Und wer das ding auch in Ostsee oder andere Tiefe Gewässer einsetzten möchte der sollte meiner Meinung nach auch zum Lowrance greifen. Denn die angegebene Tiefe vom SI von 45 Metern ist wohl ein wenig übertrieben. Ab 20 Meter ist das bald Sinnlos, meisten schon flacher.

Bin nichts destso trotz und dem Posting hier mit meinem Humminbird super zufrieden. Habe in der Ostsee in 40 Metern tiefe Dorsche zum Gummifisch flitzen und anbeißen sehen. Screenshoots davon sind in der Galerie auf meiner Homepage.

Sind  beide gute Geräte wobei das Lowrance inkl. Gebern auch was teurer sein dürfte.


----------



## 17033rabe (9. März 2011)

*AW: Humminbird 898C SI oder Lowrance HDS-8 ?*

Hallo,

siehe auch hier: HDS und Lss1 was kann man darstellen.

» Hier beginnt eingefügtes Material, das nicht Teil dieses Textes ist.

//! Abstract query plans: triple patterns, variables, and placeholder bindings.

use std::fmt;

use serde::{Deserialize, Serialize};

/// The literal token marking an "is-a" relation inside a triple pattern.
pub const TYPE_MARKER: &str = "TYPE";

#[derive(Debug, Clone, Copy, PartialEq, Eq, Hash, Serialize, Deserialize)]
#[serde(rename_all = "snake_case")]
pub enum QueryType {
    Select,
    Ask,
    /// Declared but has no defined compilation; constructing a builder with
    /// it always fails.
    Aggregate,
}

/// What a placeholder stands for in the data model.
#[derive(Debug, Clone, Copy, PartialEq, Eq, Hash, Serialize, Deserialize)]
#[serde(rename_all = "snake_case")]
pub enum BindingKind {
    Instance,
    Class,
    Property,
}

/// A named, unresolved reference to a domain concept, supplied by the caller
/// before compilation.
#[derive(Debug, Clone, PartialEq, Eq, Hash, Serialize, Deserialize)]
pub struct DataModelBinding {
    placeholder: String,
    term: String,
    kind: BindingKind,
}

impl DataModelBinding {
    pub fn new(
        placeholder: impl Into<String>,
        term: impl Into<String>,
        kind: BindingKind,
    ) -> Self {
        Self {
            placeholder: placeholder.into(),
            term: term.into(),
            kind,
        }
    }

    /// The placeholder name referenced from triple patterns.
    pub fn placeholder(&self) -> &str {
        &self.placeholder
    }

    /// The nominal domain term this binding carries.
    pub fn term(&self) -> &str {
        &self.term
    }

    pub fn kind(&self) -> BindingKind {
        self.kind
    }
}

impl fmt::Display for DataModelBinding {
    fn fmt(&self, f: &mut fmt::Formatter<'_>) -> fmt::Result {
        write!(f, "{}={:?}", self.placeholder, self.term)
    }
}

/// One three-token clause template.
#[derive(Debug, Clone, PartialEq, Eq, Hash, Serialize, Deserialize)]
pub struct TriplePattern {
    subject: String,
    predicate: String,
    object: String,
}

impl TriplePattern {
    pub fn new(
        subject: impl Into<String>,
        predicate: impl Into<String>,
        object: impl Into<String>,
    ) -> Self {
        Self {
            subject: subject.into(),
            predicate: predicate.into(),
            object: object.into(),
        }
    }

    pub fn tokens(&self) -> [&str; 3] {
        [&self.subject, &self.predicate, &self.object]
    }

    /// True for syntactically marked variables, which compile through verbatim.
    pub fn is_variable(token: &str) -> bool {
        token.starts_with('?')
    }
}

impl fmt::Display for TriplePattern {
    fn fmt(&self, f: &mut fmt::Formatter<'_>) -> fmt::Result {
        write!(f, "{} {} {}", self.subject, self.predicate, self.object)
    }
}

/// Ordered sequence of triple patterns; order is significant in the compiled
/// output, where each pattern becomes one conjunct clause.
#[derive(Debug, Clone, Default, PartialEq, Eq, Serialize, Deserialize)]
pub struct QueryPlanPatterns(Vec<TriplePattern>);

impl QueryPlanPatterns {
    pub fn new(patterns: Vec<TriplePattern>) -> Self {
        Self(patterns)
    }

    pub fn iter(&self) -> std::slice::Iter<'_, TriplePattern> {
        self.0.iter()
    }

    pub fn len(&self) -> usize {
        self.0.len()
    }

    pub fn is_empty(&self) -> bool {
        self.0.is_empty()
    }
}

impl From<Vec<TriplePattern>> for QueryPlanPatterns {
    fn from(patterns: Vec<TriplePattern>) -> Self {
        Self(patterns)
    }
}

impl<'a> IntoIterator for &'a QueryPlanPatterns {
    type Item = &'a TriplePattern;
    type IntoIter = std::slice::Iter<'a, TriplePattern>;

    fn into_iter(self) -> Self::IntoIter {
        self.0.iter()
    }
}

impl fmt::Display for QueryPlanPatterns {
    fn fmt(&self, f: &mut fmt::Formatter<'_>) -> fmt::Result {
        let mut first = true;
        for pattern in &self.0 {
            if !first {
                f.write_str(" . ")?;
            }
            write!(f, "{pattern}")?;
            first = false;
        }
        Ok(())
    }
}

#[cfg(test)]
mod tests {
    use super::*;

    #[test]
    fn variables_are_marked_by_a_leading_question_mark() {
        assert!(TriplePattern::is_variable("?X"));
        assert!(TriplePattern::is_variable("?VAR_1"));
        assert!(!TriplePattern::is_variable("TYPE"));
        assert!(!TriplePattern::is_variable("P1"));
    }

    #[test]
    fn patterns_display_in_order() {
        let patterns = QueryPlanPatterns::new(vec![
            TriplePattern::new("?X", "TYPE", "P1"),
            TriplePattern::new("?X", "P2", "?Y"),
        ]);
        assert_eq!(patterns.to_string(), "?X TYPE P1 . ?X P2 ?Y");
        assert_eq!(patterns.len(), 2);
    }
}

http://www.anglerboard.de/board/showthread.php?t=189244

Gruß Ralf


----------



## jules2003 (10. März 2011)

*AW: Humminbird 898C SI oder Lowrance HDS-8 ?*

Hallo, 
ich wollte sagen, dass ich mit dem 898 zufrieden bin.
Habe vor kurzem ein paar Screenshots gemacht. Die erreichte Tiefe bei DI lag zwischen 53 - 58 Metern. Anbei zwei Bilder vom SI und DI.

Gruß Michael


----------



## zander-ralf (10. März 2011)

*AW: Humminbird 898C SI oder Lowrance HDS-8 ?*

Moin,

am letzten Wochenende habe ich an einem Lehrgang für Humminbird und Lowrance Geräte teilgenommen.
Er wurde auf der Kieler Förde durchgeführt und war hoch informativ. Ausbildungsleiter Thomas Schlageter, mit seiner Crew, hat es echt drauf das gesamte Einsatzgebiet dieser Geräte verständlich für die Praxis darzustellen.
Das Ganze war 100%ig organisiert und wir hatten auch eine Menge Spaß, bei interessantem Erfahrungsaustausch.

Wir waren mit drei Booten zwei Tage auf der Förde (Laboe).
Nach einem solchen Lehrgang weiß garantiert jeder welches Gerät für ihn am besten geeignet ist.
Wir haben uns für ein Humminbird entschieden; andere für ein Lowrance.

Allerbest ut Oostfreesland,
zander-ralf


----------



## Fred_Harnisch (10. März 2011)

*AW: Humminbird 898C SI oder Lowrance HDS-8 ?*

Hallo Zander-Ralf,

was waren genau Deine Beweggründe, sich für das Humminbirg zu entscheiden?

MfG

Fred


----------



## zander-ralf (10. März 2011)

*AW: Humminbird 898C SI oder Lowrance HDS-8 ?*

Moin Fred,

ich habe mich wohl in die gute Bedienbarkeit und die Präzision dieses Gerätes "verguckt".
Ich kam damit eben gut zurecht. 
Das ist aber irgendwie die gleiche Frage wie: fährst Du BMW oder Mercedes?
Manche waren auch voll vom Lowrance überzeugt.
Dafür war der Lehrgang aber ja da. Man konnte eben alle Geräte ausprobieren. 
Ich hänge hier mal ein paar Bilder 'dran.


----------



## zander-ralf (10. März 2011)

*AW: Humminbird 898C SI oder Lowrance HDS-8 ?*

... noch ein paar direkt vom Humminbird.

Das ist für meine Zwecke ideal (z.B. Wrackfischen vor den ostfriesischen Inseln).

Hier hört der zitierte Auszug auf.